Impact of binding interaction modes between whey protein concentrate and quercetin on protein structural and functional characteristics

The utilization rate of proteins can be effectively improved through the interaction between proteins and polyphenols. In this study, non-covalent and covalent whey protein concentrate (WPC)-quercetin (Q) complexes were prepared. The binding principle between WPC and Q and the structural and functional properties alteration of WPC on binding with different concentrations of Q were evaluated. Fluorescence spectroscopy results demonstrated significant structural alterations of WPC characterised by fluorescence quenching and a red-shifted maximum wavelength of emission peak after the interaction between WPC and Q, and a significant decrease in beta-sheet and a remarkable increase in random curl content with the increase of Q concentration in fourier transform infrared spectroscopy (FTIR).
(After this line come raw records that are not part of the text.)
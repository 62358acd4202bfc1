use crate::actor::ActorClient;
use crate::call::{CallError, CibConnection, LocalChannel, SessionRouter};
use crate::replication::NodeId;
use crate::server::RpcServerShutdownHandle;
use crate::store::{CibStateListener, CibStateSnapshot, NodeExit};
use std::sync::Arc;
use tokio::task::{JoinError, JoinHandle};
use tokio::time::Duration;

/// CibNode is the handle on one running node. Dropping it stops the node.
pub struct CibNode {
    logger: slog::Logger,
    node_id: NodeId,
    actor_client: ActorClient,
    sessions: Arc<SessionRouter>,
    state_listener: CibStateListener,
    event_loop: JoinHandle<NodeExit>,
    call_timeout: Duration,
    server_shutdown_handle: Option<RpcServerShutdownHandle>,
}

impl CibNode {
    #[allow(clippy::too_many_arguments)]
    pub(super) fn new(
        logger: slog::Logger,
        node_id: NodeId,
        actor_client: ActorClient,
        sessions: Arc<SessionRouter>,
        state_listener: CibStateListener,
        event_loop: JoinHandle<NodeExit>,
        call_timeout: Duration,
        server_shutdown_handle: Option<RpcServerShutdownHandle>,
    ) -> Self {
        CibNode {
            logger,
            node_id,
            actor_client,
            sessions,
            state_listener,
            event_loop,
            call_timeout,
            server_shutdown_handle,
        }
    }

    pub fn node_id(&self) -> &NodeId {
        &self.node_id
    }

    /// Opens an in-process client connection. Unprivileged connections may only read and run
    /// operations that do not need privilege.
    pub async fn connect(&self, client_name: &str, privileged: bool) -> Result<CibConnection, CallError> {
        let channel = LocalChannel::new(self.sessions.clone(), privileged);
        CibConnection::connect(self.logger.clone(), client_name, Arc::new(channel), self.call_timeout).await
    }

    /// A listener on role, generation, resync and persistence state. Intermediate states may be
    /// skipped, the latest one is always observed.
    pub fn state_listener(&self) -> CibStateListener {
        self.state_listener.clone()
    }

    pub fn state(&self) -> CibStateSnapshot {
        self.state_listener.current()
    }

    /// Announces the shutdown to peers and waits for the event loop to end. If no peer has
    /// acknowledged within `timeout` the loop is stopped anyway.
    pub async fn shutdown(self, timeout: Duration) -> NodeExit {
        let CibNode {
            logger,
            actor_client,
            mut event_loop,
            server_shutdown_handle,
            ..
        } = self;

        let joined = if actor_client.shutdown().await.is_err() {
            event_loop.await
        } else {
            match tokio::time::timeout(timeout, &mut event_loop).await {
                Ok(joined) => joined,
                Err(_) => {
                    slog::warn!(logger, "Peers did not acknowledge shutdown within {:?}", timeout);
                    drop(actor_client);
                    event_loop.await
                }
            }
        };

        if let Some(handle) = server_shutdown_handle {
            handle.trigger();
        }
        Self::exit_reason(joined)
    }

    /// Waits until the event loop ends on its own, for example after `quit`.
    pub async fn wait_for_exit(self) -> NodeExit {
        Self::exit_reason(self.event_loop.await)
    }

    fn exit_reason(joined: Result<NodeExit, JoinError>) -> NodeExit {
        match joined {
            Ok(exit) => exit,
            Err(e) => NodeExit::Aborted(e.to_string()),
        }
    }
}
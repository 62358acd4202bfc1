use serde::{Deserialize, Serialize};
use std::fs;
use std::io::{self, Write};
use std::path::{Path, PathBuf};
use tempfile::NamedTempFile;

/// CibFiles is the on-disk layout of one store.
///
/// ```text
/// <dir>/<series>.json          primary document
/// <dir>/<series>.json.sig      digest of the primary
/// <dir>/<series>-<seq>         backups, each with a matching .sig
/// <dir>/<series>.last          next sequence number and wrap limit
/// ```
#[derive(Clone, Debug)]
pub struct CibFiles {
    directory: PathBuf,
    series_name: String,
    wrap_limit: u32,
}

#[derive(Debug, PartialEq, Serialize, Deserialize)]
struct SequenceCounter {
    next: u32,
    wrap: u32,
}

impl CibFiles {
    pub fn new<P: Into<PathBuf>, S: Into<String>>(directory: P, series_name: S, wrap_limit: u32) -> Self {
        CibFiles {
            directory: directory.into(),
            series_name: series_name.into(),
            wrap_limit: wrap_limit.max(1),
        }
    }

    pub fn directory(&self) -> &Path {
        &self.directory
    }

    pub fn wrap_limit(&self) -> u32 {
        self.wrap_limit
    }

    pub fn primary(&self) -> PathBuf {
        self.directory.join(format!("{}.json", self.series_name))
    }

    pub fn backup(&self, seq: u32) -> PathBuf {
        self.directory.join(format!("{}-{}", self.series_name, seq))
    }

    fn counter(&self) -> PathBuf {
        self.directory.join(format!("{}.last", self.series_name))
    }

    /// Sequence number the next backup will use. A missing or unreadable counter starts at 0.
    pub fn next_sequence(&self) -> u32 {
        match fs::read(self.counter()) {
            Ok(raw) => match serde_json::from_slice::<SequenceCounter>(&raw) {
                Ok(counter) => self.wrap(counter.next),
                Err(_) => 0,
            },
            Err(_) => 0,
        }
    }

    /// Sequence number of the most recent backup, if one was ever taken.
    pub fn last_sequence(&self) -> Option<u32> {
        if !self.counter().exists() {
            return None;
        }
        let next = self.next_sequence();
        Some(if next == 0 { self.wrap_limit - 1 } else { next - 1 })
    }

    /// The sequence number preceding `seq` in the ring.
    pub fn previous(&self, seq: u32) -> u32 {
        if seq == 0 {
            self.wrap_limit - 1
        } else {
            seq - 1
        }
    }

    fn wrap(&self, seq: u32) -> u32 {
        seq % self.wrap_limit
    }

    /// Copies the current primary and its signature into the series and advances the counter.
    /// Returns the sequence number used, or `None` when there was nothing to back up.
    pub fn rotate(&self) -> io::Result<Option<u32>> {
        let primary = self.primary();
        if !primary.exists() {
            return Ok(None);
        }

        let seq = self.next_sequence();
        let backup = self.backup(seq);
        remove_if_present(&backup)?;
        remove_if_present(&sig_path(&backup))?;

        link_or_copy(&primary, &backup)?;
        let primary_sig = sig_path(&primary);
        if primary_sig.exists() {
            link_or_copy(&primary_sig, &sig_path(&backup))?;
        }

        self.write_counter(self.wrap(seq + 1))?;
        sync_directory(&self.directory)?;

        Ok(Some(seq))
    }

    fn write_counter(&self, next: u32) -> io::Result<()> {
        let counter = SequenceCounter {
            next,
            wrap: self.wrap_limit,
        };
        let raw = serde_json::to_vec(&counter).map_err(|e| io::Error::new(io::ErrorKind::InvalidData, e))?;

        let mut tmp = NamedTempFile::new_in(&self.directory)?;
        tmp.write_all(&raw)?;
        tmp.as_file().sync_all()?;
        tmp.persist(self.counter()).map_err(|e| e.error)?;
        Ok(())
    }
}

/// Signature file belonging to `path`.
pub fn sig_path(path: &Path) -> PathBuf {
    let mut name = path.as_os_str().to_owned();
    name.push(".sig");
    PathBuf::from(name)
}

pub(crate) fn sync_directory(directory: &Path) -> io::Result<()> {
    fs::File::open(directory)?.sync_all()
}

fn remove_if_present(path: &Path) -> io::Result<()> {
    match fs::remove_file(path) {
        Ok(()) => Ok(()),
        Err(e) if e.kind() == io::ErrorKind::NotFound => Ok(()),
        Err(e) => Err(e),
    }
}

fn link_or_copy(from: &Path, to: &Path) -> io::Result<()> {
    match fs::hard_link(from, to) {
        Ok(()) => Ok(()),
        Err(_) => fs::copy(from, to).map(|_| ()),
    }
}

#[cfg(test)]
mod tests {
    use super::*;
    use tempfile::TempDir;

    fn replace(path: &Path, contents: String) {
        remove_if_present(path).unwrap();
        fs::write(path, contents).unwrap();
    }

    #[test]
    fn fresh_directory_has_no_backups() {
        let dir = TempDir::new().unwrap();
        let files = CibFiles::new(dir.path(), "cib", 3);

        assert_eq!(files.next_sequence(), 0);
        assert_eq!(files.last_sequence(), None);
        assert_eq!(files.rotate().unwrap(), None);
    }

    #[test]
    fn rotation_wraps_and_overwrites_oldest() {
        let dir = TempDir::new().unwrap();
        let files = CibFiles::new(dir.path(), "cib", 3);

        for round in 0..4u32 {
            // Backups are hard links, so the primary must be replaced rather than rewritten.
            replace(&files.primary(), format!("round {}", round));
            replace(&sig_path(&files.primary()), format!("sig {}", round));
            assert_eq!(files.rotate().unwrap(), Some(round % 3));
        }

        assert_eq!(fs::read_to_string(files.backup(0)).unwrap(), "round 3");
        assert_eq!(fs::read_to_string(sig_path(&files.backup(0))).unwrap(), "sig 3");
        assert_eq!(fs::read_to_string(files.backup(2)).unwrap(), "round 2");
        assert_eq!(files.last_sequence(), Some(0));
        assert_eq!(files.previous(0), 2);
    }

    #[test]
    fn sig_path_appends_suffix() {
        assert_eq!(sig_path(Path::new("/var/lib/cib/cib-4")), PathBuf::from("/var/lib/cib/cib-4.sig"));
    }
}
Moreover, WPC and Q were more likely to form covalent complexes rather than non-covalent ones, which was featured with higher Q binding quantity and lower sulfhydryl group content at the same Q content. The binding sites number under covalent interaction mode was about 4.75 times that of the non-covalent counterparts. Combination of Q to WPC decreased surface hydrophobicity and improved foaming capability and emulsifying activity as well as antioxidant capability both for non-covalent and covalent interaction. However, non-covalent binding increased foam stability and emulsifying stability and decreased the protein solubility characterised by protein aggregation, while opposite trends were found for covalent interaction. The interfacial stability index variations were explained by the changes of zeta-potential of complexes with the increase of Q concentration. This study provides clarifies the principle behind the binding of WPC with Q and the possible application of WPC-Q complexes in food.